→ **Task to carry out**
Retype all the records with nothing changed.

→ **Data for this task**
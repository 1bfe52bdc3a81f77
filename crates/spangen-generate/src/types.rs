//! Mapping from raw Spanner column types to Go types.

use spangen_core::{Column, ColumnType};

use crate::errors::GenerateError;
use crate::packages::{CIVIL, MATH_BIG, Package, PackageRef, PackageRegistry, SPANNER, TIME};

/// Scalar Spanner type, with any length suffix stripped.
#[derive(Debug, Clone, Copy, PartialEq, Eq, Hash)]
pub enum SpannerKind {
    Bool,
    Int64,
    Float32,
    Float64,
    Numeric,
    String,
    Bytes,
    Date,
    Timestamp,
    Json,
}

impl SpannerKind {
    pub fn parse(raw: &str) -> Option<Self> {
        let base = match raw.find('(') {
            Some(idx) => &raw[..idx],
            None => raw,
        };
        let kind = match base.trim().to_ascii_uppercase().as_str() {
            "BOOL" => SpannerKind::Bool,
            "INT64" => SpannerKind::Int64,
            "FLOAT32" => SpannerKind::Float32,
            "FLOAT64" => SpannerKind::Float64,
            "NUMERIC" => SpannerKind::Numeric,
            "STRING" => SpannerKind::String,
            "BYTES" => SpannerKind::Bytes,
            "DATE" => SpannerKind::Date,
            "TIMESTAMP" => SpannerKind::Timestamp,
            "JSON" => SpannerKind::Json,
            _ => return None,
        };
        Some(kind)
    }

    /// Go type for this kind. Nullable kinds use the Spanner null wrappers so
    /// an explicit NULL stays distinguishable from a zero value.
    pub fn field_type(self, nullable: bool) -> FieldType {
        match (self, nullable) {
            (SpannerKind::Bool, false) => FieldType::builtin("bool"),
            (SpannerKind::Int64, false) => FieldType::builtin("int64"),
            (SpannerKind::Float32, false) => FieldType::builtin("float32"),
            (SpannerKind::Float64, false) => FieldType::builtin("float64"),
            (SpannerKind::Numeric, false) => FieldType::external(MATH_BIG, "Rat"),
            (SpannerKind::String, false) => FieldType::builtin("string"),
            (SpannerKind::Date, false) => FieldType::external(CIVIL, "Date"),
            (SpannerKind::Timestamp, false) => FieldType::external(TIME, "Time"),
            (SpannerKind::Bytes, _) => FieldType::builtin("[]byte"),
            (SpannerKind::Json, _) => FieldType::external(SPANNER, "NullJSON"),
            (SpannerKind::Bool, true) => FieldType::external(SPANNER, "NullBool"),
            (SpannerKind::Int64, true) => FieldType::external(SPANNER, "NullInt64"),
            (SpannerKind::Float32, true) => FieldType::external(SPANNER, "NullFloat32"),
            (SpannerKind::Float64, true) => FieldType::external(SPANNER, "NullFloat64"),
            (SpannerKind::Numeric, true) => FieldType::external(SPANNER, "NullNumeric"),
            (SpannerKind::String, true) => FieldType::external(SPANNER, "NullString"),
            (SpannerKind::Date, true) => FieldType::external(SPANNER, "NullDate"),
            (SpannerKind::Timestamp, true) => FieldType::external(SPANNER, "NullTime"),
        }
    }
}

/// Parsed raw column type.
#[derive(Debug, Clone, Copy, PartialEq, Eq, Hash)]
pub enum RawType {
    Scalar(SpannerKind),
    Array(SpannerKind),
}

impl RawType {
    /// Parse `data_type`; nested arrays and unknown kinds yield `None`.
    pub fn parse(data_type: &str) -> Option<Self> {
        let trimmed = data_type.trim();
        let upper = trimmed.to_ascii_uppercase();
        if let Some(inner) = upper
            .strip_prefix("ARRAY")
            .map(str::trim_start)
            .and_then(|rest| rest.strip_prefix('<'))
            .and_then(|rest| rest.strip_suffix('>'))
        {
            return match RawType::parse(inner)? {
                RawType::Scalar(kind) => Some(RawType::Array(kind)),
                RawType::Array(_) => None,
            };
        }
        SpannerKind::parse(trimmed).map(RawType::Scalar)
    }
}

/// Resolved Go type of a field.
#[derive(Debug, Clone, PartialEq, Eq, Hash)]
pub enum FieldType {
    /// A builtin or library type, qualified by its package when it has one.
    Plain {
        name: String,
        package: Option<Package>,
    },
    /// A slice of the element type.
    Array(Box<FieldType>),
    /// A user supplied type, encoded and decoded through the generated helpers.
    Custom {
        name: String,
        package: Option<Package>,
    },
}

impl FieldType {
    fn builtin(name: &str) -> Self {
        FieldType::Plain {
            name: name.to_string(),
            package: None,
        }
    }

    fn external(package: PackageRef, name: &str) -> Self {
        FieldType::Plain {
            name: name.to_string(),
            package: Some(package.to_package()),
        }
    }

    /// Go type as written in the unit owning `registry`, registering the
    /// packages it needs.
    pub fn type_name(&self, registry: &mut PackageRegistry) -> String {
        match self {
            FieldType::Plain { name, package } | FieldType::Custom { name, package } => {
                match package {
                    Some(package) => registry.qualify(package, name),
                    None => name.clone(),
                }
            }
            FieldType::Array(element) => format!("[]{}", element.type_name(registry)),
        }
    }

    /// Packages required by this type, outermost first.
    pub fn packages(&self) -> Vec<Package> {
        match self {
            FieldType::Plain { package, .. } | FieldType::Custom { package, .. } => {
                package.iter().cloned().collect()
            }
            FieldType::Array(element) => element.packages(),
        }
    }

    pub fn is_custom(&self) -> bool {
        match self {
            FieldType::Custom { .. } => true,
            FieldType::Array(element) => element.is_custom(),
            FieldType::Plain { .. } => false,
        }
    }

    /// True for the Spanner null wrappers, which expose `IsNull()`.
    pub fn is_null_wrapper(&self) -> bool {
        match self {
            FieldType::Plain {
                name,
                package: Some(package),
            } => package.path == SPANNER.path && name.starts_with("Null"),
            _ => false,
        }
    }
}

/// Resolve the Go type of `column` in `table`.
///
/// A custom override is trusted verbatim; otherwise the raw type is mapped.
pub fn resolve_column_type(table: &str, column: &Column) -> Result<FieldType, GenerateError> {
    if let Some(custom) = column.custom_type.as_deref() {
        return Ok(custom_field_type(custom));
    }

    match RawType::parse(&column.column_type.data_type) {
        Some(RawType::Scalar(kind)) => Ok(kind.field_type(column.is_nullable)),
        Some(RawType::Array(kind)) => Ok(FieldType::Array(Box::new(kind.field_type(false)))),
        None => Err(GenerateError::UnsupportedType {
            table: table.to_string(),
            column: column.name.clone(),
            data_type: column.column_type.data_type.clone(),
        }),
    }
}

/// Types are compatible when their kinds and array-ness match.
pub fn compatible(left: &ColumnType, right: &ColumnType) -> bool {
    match (
        RawType::parse(&left.data_type),
        RawType::parse(&right.data_type),
    ) {
        (Some(left), Some(right)) => left == right,
        _ => false,
    }
}

/// Split `path/to/pkg.Type` into a package and a type name.
fn custom_field_type(custom: &str) -> FieldType {
    let custom = custom.trim();
    let (dir, last) = match custom.rsplit_once('/') {
        Some((dir, last)) => (Some(dir), last),
        None => (None, custom),
    };

    match last.split_once('.') {
        Some((pkg, name)) if !pkg.is_empty() && !name.is_empty() => {
            let path = match dir {
                Some(dir) => format!("{dir}/{pkg}"),
                None => pkg.to_string(),
            };
            FieldType::Custom {
                name: name.to_string(),
                package: Some(Package::new(path, pkg)),
            }
        }
        _ => FieldType::Custom {
            name: custom.to_string(),
            package: None,
        },
    }
}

→ **Response area**
repository 1bfe52bdc3a81f77
filename crates/spangen-generate/src/types.rs
//! Mapping from raw Spanner column types to Go types.

use spangen_core::{Column, ColumnType};

use crate::errors::GenerateError;
use crate::packages::{CIVIL, MATH_BIG, Package, PackageRef, PackageRegistry, SPANNER, TIME};

/// Scalar Spanner type, with any length suffix stripped.
#[derive(Debug, Clone, Copy, PartialEq, Eq, Hash)]
pub enum SpannerKind {
    Bool,
    Int64,
    Float32,
    Float64,
    Numeric,
    String,
    Bytes,
    Date,
    Timestamp,
    Json,
}

impl SpannerKind {
    pub fn parse(raw: &str) -> Option<Self> {
        let base = match raw.find('(') {
            Some(idx) => &raw[..idx],
            None => raw,
        };
        let kind = match base.trim().to_ascii_uppercase().as_str() {
            "BOOL" => SpannerKind::Bool,
            "INT64" => SpannerKind::Int64,
            "FLOAT32" => SpannerKind::Float32,
            "FLOAT64" => SpannerKind::Float64,
            "NUMERIC" => SpannerKind::Numeric,
            "STRING" => SpannerKind::String,
            "BYTES" => SpannerKind::Bytes,
            "DATE" => SpannerKind::Date,
            "TIMESTAMP" => SpannerKind::Timestamp,
            "JSON" => SpannerKind::Json,
            _ => return None,
        };
        Some(kind)
    }

    /// Go type for this kind. Nullable kinds use the Spanner null wrappers so
    /// an explicit NULL stays distinguishable from a zero value.
    pub fn field_type(self, nullable: bool) -> FieldType {
        match (self, nullable) {
            (SpannerKind::Bool, false) => FieldType::builtin("bool"),
            (SpannerKind::Int64, false) => FieldType::builtin("int64"),
            (SpannerKind::Float32, false) => FieldType::builtin("float32"),
            (SpannerKind::Float64, false) => FieldType::builtin("float64"),
            (SpannerKind::Numeric, false) => FieldType::external(MATH_BIG, "Rat"),
            (SpannerKind::String, false) => FieldType::builtin("string"),
            (SpannerKind::Date, false) => FieldType::external(CIVIL, "Date"),
            (SpannerKind::Timestamp, false) => FieldType::external(TIME, "Time"),
            (SpannerKind::Bytes, _) => FieldType::builtin("[]byte"),
            (SpannerKind::Json, _) => FieldType::external(SPANNER, "NullJSON"),
            (SpannerKind::Bool, true) => FieldType::external(SPANNER, "NullBool"),
            (SpannerKind::Int64, true) => FieldType::external(SPANNER, "NullInt64"),
            (SpannerKind::Float32, true) => FieldType::external(SPANNER, "NullFloat32"),
            (SpannerKind::Float64, true) => FieldType::external(SPANNER, "NullFloat64"),
            (SpannerKind::Numeric, true) => FieldType::external(SPANNER, "NullNumeric"),
            (SpannerKind::String, true) => FieldType::external(SPANNER, "NullString"),
            (SpannerKind::Date, true) => FieldType::external(SPANNER, "NullDate"),
            (SpannerKind::Timestamp, true) => FieldType::external(SPANNER, "NullTime"),
        }
    }
}

/// Parsed raw column type.
#[derive(Debug, Clone, Copy, PartialEq, Eq, Hash)]
pub enum RawType {
    Scalar(SpannerKind),
    Array(SpannerKind),
}

impl RawType {
    /// Parse `data_type`; nested arrays and unknown kinds yield `None`.
    pub fn parse(data_type: &str) -> Option<Self> {
        let trimmed = data_type.trim();
        let upper = trimmed.to_ascii_uppercase();
        if let Some(inner) = upper
            .strip_prefix("ARRAY")
            .map(str::trim_start)
            .and_then(|rest| rest.strip_prefix('<'))
            .and_then(|rest| rest.strip_suffix('>'))
        {
            return match RawType::parse(inner)? {
                RawType::Scalar(kind) => Some(RawType::Array(kind)),
                RawType::Array(_) => None,
            };
        }
        SpannerKind::parse(trimmed).map(RawType::Scalar)
    }
}

/// Resolved Go type of a field.
#[derive(Debug, Clone, PartialEq, Eq, Hash)]
pub enum FieldType {
    /// A builtin or library type, qualified by its package when it has one.
    Plain {
        name: String,
        package: Option<Package>,
    },
    /// A slice of the element type.
    Array(Box<FieldType>),
    /// A user supplied type, encoded and decoded through the generated helpers.
    Custom {
        name: String,
        package: Option<Package>,
    },
}

impl FieldType {
    fn builtin(name: &str) -> Self {
        FieldType::Plain {
            name: name.to_string(),
            package: None,
        }
    }

    fn external(package: PackageRef, name: &str) -> Self {
        FieldType::Plain {
            name: name.to_string(),
            package: Some(package.to_package()),
        }
    }

    /// Go type as written in the unit owning `registry`, registering the
    /// packages it needs.
    pub fn type_name(&self, registry: &mut PackageRegistry) -> String {
        match self {
            FieldType::Plain { name, package } | FieldType::Custom { name, package } => {
                match package {
                    Some(package) => registry.qualify(package, name),
                    None => name.clone(),
                }
            }
            FieldType::Array(element) => format!("[]{}", element.type_name(registry)),
        }
    }

    /// Packages required by this type, outermost first.
    pub fn packages(&self) -> Vec<Package> {
        match self {
            FieldType::Plain { package, .. } | FieldType::Custom { package, .. } => {
                package.iter().cloned().collect()
            }
            FieldType::Array(element) => element.packages(),
        }
    }

    pub fn is_custom(&self) -> bool {
        match self {
            FieldType::Custom { .. } => true,
            FieldType::Array(element) => element.is_custom(),
            FieldType::Plain { .. } => false,
        }
    }

    /// True for the Spanner null wrappers, which expose `IsNull()`.
    pub fn is_null_wrapper(&self) -> bool {
        match self {
            FieldType::Plain {
                name,
                package: Some(package),
            } => package.path == SPANNER.path && name.starts_with("Null"),
            _ => false,
        }
    }
}

/// Resolve the Go type of `column` in `table`.
///
/// A custom override is trusted verbatim; otherwise the raw type is mapped.
pub fn resolve_column_type(table: &str, column: &Column) -> Result<FieldType, GenerateError> {
    if let Some(custom) = column.custom_type.as_deref() {
        return Ok(custom_field_type(custom));
    }

    match RawType::parse(&column.column_type.data_type) {
        Some(RawType::Scalar(kind)) => Ok(kind.field_type(column.is_nullable)),
        Some(RawType::Array(kind)) => Ok(FieldType::Array(Box::new(kind.field_type(false)))),
        None => Err(GenerateError::UnsupportedType {
            table: table.to_string(),
            column: column.name.clone(),
            data_type: column.column_type.data_type.clone(),
        }),
    }
}

/// Types are compatible when their kinds and array-ness match.
pub fn compatible(left: &ColumnType, right: &ColumnType) -> bool {
    match (
        RawType::parse(&left.data_type),
        RawType::parse(&right.data_type),
    ) {
        (Some(left), Some(right)) => left == right,
        _ => false,
    }
}

/// Split `path/to/pkg.Type` into a package and a type name.
fn custom_field_type(custom: &str) -> FieldType {
    let custom = custom.trim();
    let (dir, last) = match custom.rsplit_once('/') {
        Some((dir, last)) => (Some(dir), last),
        None => (None, custom),
    };

    match last.split_once('.') {
        Some((pkg, name)) if !pkg.is_empty() && !name.is_empty() => {
            let path = match dir {
                Some(dir) => format!("{dir}/{pkg}"),
                None => pkg.to_string(),
            };
            FieldType::Custom {
                name: name.to_string(),
                package: Some(Package::new(path, pkg)),
            }
        }
        _ => FieldType::Custom {
            name: custom.to_string(),
            package: None,
        },
    }
}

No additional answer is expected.